Brapi : « 85 % des donneurs d’ordres ont des budgets d’achats de prestations intellectuelles stables »
François Tourrette, président du Brapi (Benchmark des responsables achats de prestations intellectuelles) expose la conjoncture tendue pour les acteurs du conseil qui touche les plateformes d’intermédiation et les ESN, avec des TJM en baisse et une concurrence sévère. Il sera grand témoin sur l’atelier « #Freelancing : Quelle proposition de valeur pour les plateformes d’intermédiation ? », lors des HA Days Prestations Intellectuelles, le 3 juin à Deauville.

Le marché des plateformes d’intermédiation a-t-il maintenu son dynamisme en 2025 ?
C’est aujourd’hui un marché extrêmement tendu, marqué par un recul de la demande de près de 30 %. Environ 85 % des donneurs d’ordres ont des budgets d’achats de prestations intellectuelles stables ou en baisse. Dans ce contexte, la concurrence est féroce, d’une part entre ESN et plateformes d’intermédiation et, d’autre part, entre les sociétés d’intermédiation elles-mêmes, qui se livrent à une course à la remise en rognant sur leurs pourcentages de marge. Les TJM sont également en baisse. Cette tendance épargne évidemment les profils d’experts et de seniors qui restent rares et très prisés.
Les plateformes d’intermédiation et les sociétés de portage continuent-elles tout de même à prendre des parts de marché sur les ESN ?

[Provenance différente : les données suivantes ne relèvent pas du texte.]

//! The demo server's route table.
//!
//! | Method | Path | Handler |
//! |---|---|---|
//! | GET | `/retornarUsuarioAleatorio` | proxies the random-user API |
//! | GET | `/retornarStruct` | serializes [`Message::literal`] |
//! | GET | `/retornarPokemon/{nome}` | proxies the Pokémon API for `nome` |
//! | GET | `/healthz`, `/readyz` | [`health`] probes |
//!
//! Proxied bodies are passed through byte for byte with the upstream status
//! and `content-type: application/json`, whatever the upstream sent.

use std::sync::Arc;

use serde::{Deserialize, Serialize};
use url::Url;

use crate::config::Config;
use crate::error::Error;
use crate::fetch::Fetcher;
use crate::health;
use crate::request::Request;
use crate::response::Response;
use crate::router::Router;

/// Longest accepted `{nome}` segment, in bytes.
const MAX_NAME_LEN: usize = 64;

/// The fixed record served by `/retornarStruct`.
///
/// Keys are capitalized on the wire: `{"Body":…,"Number":…,"Decimal":…,"Validate":…}`.
#[derive(Clone, Debug, PartialEq, Serialize, Deserialize)]
#[serde(rename_all = "PascalCase")]
pub struct Message {
    pub body: String,
    pub number: i8,
    pub decimal: f32,
    pub validate: bool,
}

impl Message {
    #[allow(clippy::excessive_precision)]
    pub fn literal() -> Self {
        Self {
            body: "Hello, Mundão!".to_owned(),
            number: 124,
            decimal: 1687.87845,
            validate: true,
        }
    }
}

/// Builds the router for `config`.
///
/// Fails if either upstream URL does not parse, or if the Pokémon base URL
/// cannot have path segments appended (e.g. `mailto:`).
pub fn router(config: &Config) -> Result<Router, Error> {
    let pokemon_base = Url::parse(&config.pokemon_base_url)?;
    if pokemon_base.cannot_be_a_base() {
        return Err(Error::Url(format!("{pokemon_base} cannot take path segments")));
    }

    let upstreams = Arc::new(Upstreams {
        fetcher: Fetcher::new(),
        random_user: Url::parse(&config.random_user_url)?,
        pokemon_base,
    });
    let random = Arc::clone(&upstreams);
    let pokemon = upstreams;

    Ok(Router::new()
        .get("/retornarUsuarioAleatorio", move |req: Request| {
            let up = Arc::clone(&random);
            async move { up.random_user(req).await }
        })
        .get("/retornarStruct", message)
        .get("/retornarPokemon/{nome}", move |req: Request| {
            let up = Arc::clone(&pokemon);
            async move { up.pokemon(req).await }
        })
        .get("/healthz", health::liveness)
        .get("/readyz", health::readiness))
}

/// `GET /retornarStruct`
pub async fn message(_req: Request) -> Result<Response, Error> {
    let bytes = serde_json::to_vec(&Message::literal())?;
    Ok(Response::json(bytes))
}

/// Appends `name` to `base` as one escaped path segment.
///
/// `name` must be 1..=64 bytes of ASCII letters, digits, `-` or `_`; anything
/// else is rejected before a URL is built.
pub fn pokemon_url(base: &Url, name: &str) -> Result<Url, Error> {
    validate_name(name)?;

    let mut url = base.clone();
    url.path_segments_mut()
        .map_err(|()| Error::Url(format!("{base} cannot take path segments")))?
        .pop_if_empty()
        .push(name);
    Ok(url)
}

fn validate_name(name: &str) -> Result<(), Error> {
    let reason = if name.is_empty() {
        "must not be empty"
    } else if name.len() > MAX_NAME_LEN {
        "longer than 64 bytes"
    } else if !name.bytes().all(|b| b.is_ascii_alphanumeric() || b == b'-' || b == b'_') {
        "only ASCII letters, digits, '-' and '_' are allowed"
    } else {
        return Ok(());
    };
    Err(Error::InvalidParam { name: "nome", reason })
}

/// Shared by the two proxy handlers.
struct Upstreams {
    fetcher: Fetcher,
    random_user: Url,
    pokemon_base: Url,
}

impl Upstreams {
    /// `GET /retornarUsuarioAleatorio`
    async fn random_user(&self, _req: Request) -> Result<Response, Error> {
        self.proxy(self.random_user.clone()).await
    }

    /// `GET /retornarPokemon/{nome}`
    async fn pokemon(&self, req: Request) -> Result<Response, Error> {
        let name = req.param("nome").unwrap_or_default();
        let url = pokemon_url(&self.pokemon_base, name)?;
        self.proxy(url).await
    }

    async fn proxy(&self, url: Url) -> Result<Response, Error> {
        let fetched = self.fetcher.get(url).await?;
        Ok(Response::builder().status(fetched.status).json(fetched.body))
    }
}
//! Liveness and readiness probes, mounted at `/healthz` and `/readyz` by
//! [`routes::router`](crate::routes::router).
//!
//! Neither probe touches the upstream APIs: an unreachable upstream is
//! reported per request as a 502, not by pulling the server out of rotation.

use crate::{Request, Response};

/// Always `200 OK` with body `"ok"`. Answering at all means alive.
pub async fn liveness(_req: Request) -> Response {
    Response::text("ok")
}

/// `200 OK` with body `"ready"`. The route table is built before the
/// listener opens, so a server that answers is ready.
pub async fn readiness(_req: Request) -> Response {
    Response::text("ready")
}
//! Radix-tree request router.
//!
//! One tree per HTTP method. O(path-length) lookup. You register a path, you
//! get a handler. A path that exists under another method answers 405 with an
//! `Allow` header, or 200 with the same header for an unrouted `OPTIONS`. A
//! path that exists under no method answers 404.

use std::collections::HashMap;
use std::sync::Arc;

use bytes::Bytes;
use http::StatusCode;
use matchit::Router as MatchitRouter;

use crate::handler::{BoxedHandler, Handler};
use crate::method::Method;
use crate::request::Request;
use crate::response::Response;

/// The application router.
///
/// Build it once at startup and pass it to [`Server::serve`](crate::Server::serve).
/// It is read-only from then on. Each registration returns `self` so calls
/// chain naturally.
pub struct Router {
    routes: HashMap<Method, MatchitRouter<BoxedHandler>>,
}

/// Outcome of matching one method + path against the table.
pub(crate) enum Lookup {
    Found(Method, BoxedHandler, HashMap<String, String>),
    MethodNotAllowed(Vec<Method>),
    /// `OPTIONS` on a path no `OPTIONS` route claims.
    Options(Vec<Method>),
    NotFound,
}

impl Router {
    pub fn new() -> Self {
        Self { routes: HashMap::new() }
    }

    /// Register a handler for a method + path pair. Returns `self` for chaining.
    ///
    /// Path parameters use `{name}` syntax; `req.param("name")` retrieves them:
    ///
    /// ```rust
    /// # use ponte::{Method, Request, Response, Router};
    /// # async fn pokemon(_: Request) -> Response { Response::text("") }
    /// Router::new().on(Method::Get, "/retornarPokemon/{nome}", pokemon);
    /// ```
    ///
    /// # Panics
    ///
    /// Panics if `path` is not a valid pattern or conflicts with a route
    /// already registered for `method`. The table is built at startup, so
    /// this is a programming error rather than a runtime condition.
    pub fn on(mut self, method: Method, path: &str, handler: impl Handler) -> Self {
        self.routes
            .entry(method)
            .or_default()
            .insert(path, handler.into_boxed_handler())
            .unwrap_or_else(|e| panic!("invalid route `{method} {path}`: {e}"));
        self
    }

    pub fn get(self, path: &str, handler: impl Handler) -> Self {
        self.on(Method::Get, path, handler)
    }

    pub fn post(self, path: &str, handler: impl Handler) -> Self {
        self.on(Method::Post, path, handler)
    }

    pub fn put(self, path: &str, handler: impl Handler) -> Self {
        self.on(Method::Put, path, handler)
    }

    pub fn delete(self, path: &str, handler: impl Handler) -> Self {
        self.on(Method::Delete, path, handler)
    }

    pub(crate) fn lookup(&self, method: Option<Method>, path: &str) -> Lookup {
        if let Some(m) = method {
            if let Some(Ok(matched)) = self.routes.get(&m).map(|tree| tree.at(path)) {
                let handler = Arc::clone(matched.value);
                let params = matched.params.iter()
                    .map(|(k, v)| (k.to_owned(), v.to_owned()))
                    .collect();
                return Lookup::Found(m, handler, params);
            }
        }

        let mut allowed: Vec<Method> = self.routes.iter()
            .filter(|(m, tree)| Some(**m) != method && tree.at(path).is_ok())
            .map(|(m, _)| *m)
            .collect();

        if allowed.is_empty() {
            return Lookup::NotFound;
        }
        allowed.sort();
        if method == Some(Method::Options) {
            allowed.push(Method::Options);
            return Lookup::Options(allowed);
        }
        Lookup::MethodNotAllowed(allowed)
    }

    /// Routes one request with an already-collected body and runs its handler.
    pub(crate) async fn respond(&self, parts: http::request::Parts, body: Bytes) -> Response {
        let method = Method::try_from(&parts.method).ok();
        let path = parts.uri.path().to_owned();

        match self.lookup(method, &path) {
            Lookup::Found(method, handler, params) => {
                handler(Request::new(method, path, parts.headers, body, params)).await
            }
            Lookup::MethodNotAllowed(allowed) => {
                Response::builder()
                    .status(StatusCode::METHOD_NOT_ALLOWED)
                    .header("allow", &allow_header(&allowed))
                    .empty()
            }
            Lookup::Options(allowed) => {
                Response::builder().header("allow", &allow_header(&allowed)).empty()
            }
            Lookup::NotFound => Response::status(StatusCode::NOT_FOUND),
        }
    }
}

fn allow_header(methods: &[Method]) -> String {
    methods.iter().map(|m| m.as_str()).collect::<Vec<_>>().join(", ")
}

impl Default for Router {
    fn default() -> Self { Self::new() }
}

#[cfg(test)]
mod tests {
    use super::*;

    fn parts(method: &str, uri: &str) -> http::request::Parts {
        http::Request::builder()
            .method(method)
            .uri(uri)
            .body(())
            .unwrap()
            .into_parts()
            .0
    }

    async fn echo_name(req: Request) -> Response {
        Response::text(req.param("name").unwrap_or("-").to_owned())
    }

    fn app() -> Router {
        Router::new()
            .get("/items/{name}", echo_name)
            .delete("/items/{name}", echo_name)
            .post("/items", |_req: Request| async { StatusCode::CREATED })
            .put("/items/{name}/tags", |req: Request| async move {
                let tag = req.headers().get("x-tag").and_then(|v| v.to_str().ok());
                format!("{} {} {}", req.method(), req.path(), tag.unwrap_or("-"))
            })
    }

    #[tokio::test]
    async fn extracts_named_segment() {
        let res = app().respond(parts("GET", "/items/pikachu"), Bytes::new()).await;
        assert_eq!(res.status_code(), StatusCode::OK);
        assert_eq!(res.body(), b"pikachu");
    }

    #[tokio::test]
    async fn unknown_path_is_not_found() {
        let res = app().respond(parts("GET", "/nowhere"), Bytes::new()).await;
        assert_eq!(res.status_code(), StatusCode::NOT_FOUND);

        // The wildcard covers exactly one segment.
        let res = app().respond(parts("GET", "/items/a/b"), Bytes::new()).await;
        assert_eq!(res.status_code(), StatusCode::NOT_FOUND);
    }

    #[tokio::test]
    async fn wrong_method_lists_allowed_ones() {
        let res = app().respond(parts("PUT", "/items/x"), Bytes::new()).await;
        assert_eq!(res.status_code(), StatusCode::METHOD_NOT_ALLOWED);
        assert_eq!(res.header("allow"), Some("DELETE, GET"));
    }

    #[tokio::test]
    async fn extension_method_is_not_allowed() {
        let res = app().respond(parts("PURGE", "/items"), Bytes::new()).await;
        assert_eq!(res.status_code(), StatusCode::METHOD_NOT_ALLOWED);
        assert_eq!(res.header("allow"), Some("POST"));
    }

    #[tokio::test]
    async fn extension_method_on_unknown_path_is_not_found() {
        let res = app().respond(parts("PURGE", "/nowhere"), Bytes::new()).await;
        assert_eq!(res.status_code(), StatusCode::NOT_FOUND);
        assert_eq!(res.header("allow"), None);
    }

    #[tokio::test]
    async fn options_lists_methods_for_the_path() {
        let res = app().respond(parts("OPTIONS", "/items/x"), Bytes::new()).await;
        assert_eq!(res.status_code(), StatusCode::OK);
        assert_eq!(res.header("allow"), Some("DELETE, GET, OPTIONS"));

        let res = app().respond(parts("OPTIONS", "/nowhere"), Bytes::new()).await;
        assert_eq!(res.status_code(), StatusCode::NOT_FOUND);
    }

    #[tokio::test]
    async fn handler_sees_method_path_and_headers() {
        let mut parts = parts("PUT", "/items/x/tags");
        parts.headers.insert("x-tag", "rare".parse().unwrap());
        let res = app().respond(parts, Bytes::new()).await;
        assert_eq!(res.status_code(), StatusCode::OK);
        assert_eq!(res.body(), b"PUT /items/x/tags rare");
    }

    #[test]
    #[should_panic(expected = "invalid route")]
    fn conflicting_routes_panic() {
        let _ = Router::new()
            .get("/items/{name}", echo_name)
            .get("/items/{id}", echo_name);
    }
}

Dans l’ensemble le marché cumule environ 4,5 milliards d’euros de chiffre d’affaires, un chiffre qu’il faut mettre en regard avec les 35 milliards d’euros de chiffre d’affaires des ESN. Oui, les plateformes d’intermédiation et de portage prennent actuellement des parts de marché sur l’activité de portage sans sourcing que pratiquaient les ESN. Auparavant, il arrivait qu’un client qui avait trouvé seul un freelance, demande à une ESN de le porter. Mais, aujourd’hui, ces clients préfèrent confier cette tâche à des plateformes d’intermédiation qui peuvent se contenter de marges plus faibles que les ESN. En s’alignant sur cette tendance, certaines plateformes se transforment ainsi en centrales d’achats de freelances. Les gains de part de marché des plateformes d’intermédiation sont aussi liées au fait que de plus en plus de d’experts deviennent des profils freelance.
Que peut-on attendre de ces sociétés d’intermédiation en termes de services ?
Leur premier métier consiste à faire du sourcing dans leur domaine de spécialisation : l’IT, le Conseil, la Finance… Elles peuvent aussi sécuriser des microstructures en faisant du portage commercial administratif sans sourcing, donc dans un rôle proche d’une centrale d’achats. Un certain nombre d’acteurs proposent aussi, à la demande des clients, des services autour du recrutement en sourçant des profils, y compris d’indépendants susceptibles d’accepter un poste en CDI.
Quand la situation se tend et que les indépendants ont du mal à trouver des missions, ils n’apprécient guère que la plateforme leur prenne une marge supplémentaire
Le client de la plateforme est-il le client final, le freelance ou les deux ?
Seule une minorité de plateformes se rémunèrent des deux côtés. Cette situation gêne d’ailleurs de plus en plus de freelances. En effet, en période faste, cela ne pose pas de problème, mais quand la situation se tend et que les indépendants ont du mal à trouver des missions, ils n’apprécient guère que la plateforme leur prenne une marge supplémentaire.
Les acteurs de ce marché continuent-ils à se concentrer ?
Il existe une centaine de sociétés d’intermédiation. Les concentrations risquent d’être particulièrement importantes en 2025, sachant que l’année 2024 a été particulièrement difficile pour les ESN. Plusieurs acteurs ont disparu dernièrement, comme par exemple Talent.Io, un acteur majeur du recrutement qui s’était transformé en plateforme. D’autres comme Mindquest ont été rachetés, en l’occurrence par le groupe Freeland. Beaucoup d’acteurs sont en pourparlers en ce moment.
Le marché des plateformes d’intermédiation spécialisées sur les métiers de l’IT, du conseil et de l’ingénierie est, en revanche, assez stable, avec une dizaine de plateformes, emmenées par les quatre leaders que sont Freelance.com, Malt, Little Big Connection et Alliance Global Procurement, dont le volume d’affaires est supérieur à 100 millions d’euros.